▸ What the exercise asks
Once you have checked each line below for the word "registered", give the number of lines that have it and nothing further.

▸ Dataset entries
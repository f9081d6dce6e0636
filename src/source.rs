//! Trusted list source registration
//!
//! A source pairs a list URL with the certificates expected to have signed
//! it. Sources are immutable once registered for a refresh cycle; changing
//! the registered set only takes effect on the next `set_sources` call.

use crate::digest::sha256_hex;
use crate::error::{TlError, TlResult};
use base64::Engine;
use serde::{Deserialize, Serialize};
use std::fmt;
use uuid::Uuid;

/// Kind of trusted list published at a source URL
///
/// A plain trusted list (TL) enumerates trust services directly. A list of
/// trusted lists (LOTL) references other TLs and may carry pivot URLs,
/// historical signed snapshots of its own definition.
#[derive(Debug, Clone, PartialEq, Eq, Serialize, Deserialize)]
#[serde(tag = "kind", rename_all = "lowercase")]
pub enum SourceKind {
    Tl,
    Lotl {
        #[serde(default)]
        pivot_urls: Vec<String>,
    },
}

impl SourceKind {
    /// Whether this source is a list of trusted lists
    pub fn is_lotl(&self) -> bool {
        matches!(self, Self::Lotl { .. })
    }
}

impl fmt::Display for SourceKind {
    fn fmt(&self, f: &mut fmt::Formatter<'_>) -> fmt::Result {
        match self {
            Self::Tl => write!(f, "tl"),
            Self::Lotl { .. } => write!(f, "lotl"),
        }
    }
}

/// An expected signer certificate, held as opaque DER bytes
///
/// The pipeline never interprets the certificate contents itself; it hands
/// them to the validator collaborator and exposes a SHA-256 fingerprint for
/// matching. Serializes as a base64 string so certificates read naturally
/// in configuration files.
#[derive(Debug, Clone, PartialEq, Eq, Serialize, Deserialize)]
#[serde(try_from = "String", into = "String")]
pub struct SignerCertificate {
    der: Vec<u8>,
}

impl TryFrom<String> for SignerCertificate {
    type Error = TlError;

    fn try_from(encoded: String) -> TlResult<Self> {
        Self::from_base64(&encoded)
    }
}

impl From<SignerCertificate> for String {
    fn from(cert: SignerCertificate) -> Self {
        base64::engine::general_purpose::STANDARD.encode(cert.der)
    }
}

impl SignerCertificate {
    /// Wrap raw DER bytes
    pub fn from_der(der: Vec<u8>) -> Self {
        Self { der }
    }

    /// Decode a base64-encoded DER certificate
    pub fn from_base64(encoded: &str) -> TlResult<Self> {
        let der = base64::engine::general_purpose::STANDARD
            .decode(encoded.trim())
            .map_err(|e| TlError::InvalidCertificate(e.to_string()))?;
        if der.is_empty() {
            return Err(TlError::InvalidCertificate("empty certificate".to_string()));
        }
        Ok(Self { der })
    }

    /// Raw DER bytes
    pub fn der(&self) -> &[u8] {
        &self.der
    }

    /// SHA-256 fingerprint of the DER encoding, lowercase hex
    pub fn fingerprint(&self) -> String {
        sha256_hex(&self.der)
    }
}

/// A registered trusted list source
#[derive(Debug, Clone, Serialize, Deserialize)]
pub struct Source {
    /// Stable identifier keying this source's cache entries
    pub id: String,

    /// URL the list is published at
    pub url: String,

    /// TL or LOTL, with kind-specific fields
    #[serde(flatten)]
    pub kind: SourceKind,

    /// Certificates expected to have signed the list
    #[serde(default)]
    pub expected_signers: Vec<SignerCertificate>,
}

impl Source {
    /// Register a plain trusted list source with a generated id
    pub fn trusted_list(url: impl Into<String>) -> Self {
        Self {
            id: Uuid::new_v4().to_string(),
            url: url.into(),
            kind: SourceKind::Tl,
            expected_signers: vec![],
        }
    }

    /// Register a list-of-trusted-lists source with a generated id
    pub fn list_of_lists(url: impl Into<String>, pivot_urls: Vec<String>) -> Self {
        Self {
            id: Uuid::new_v4().to_string(),
            url: url.into(),
            kind: SourceKind::Lotl { pivot_urls },
            expected_signers: vec![],
        }
    }

    /// Override the generated id with a caller-chosen one
    pub fn with_id(mut self, id: impl Into<String>) -> Self {
        self.id = id.into();
        self
    }

    /// Set the certificates expected to have signed this list
    pub fn with_expected_signers(mut self, signers: Vec<SignerCertificate>) -> Self {
        self.expected_signers = signers;
        self
    }
}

▸ Reply
3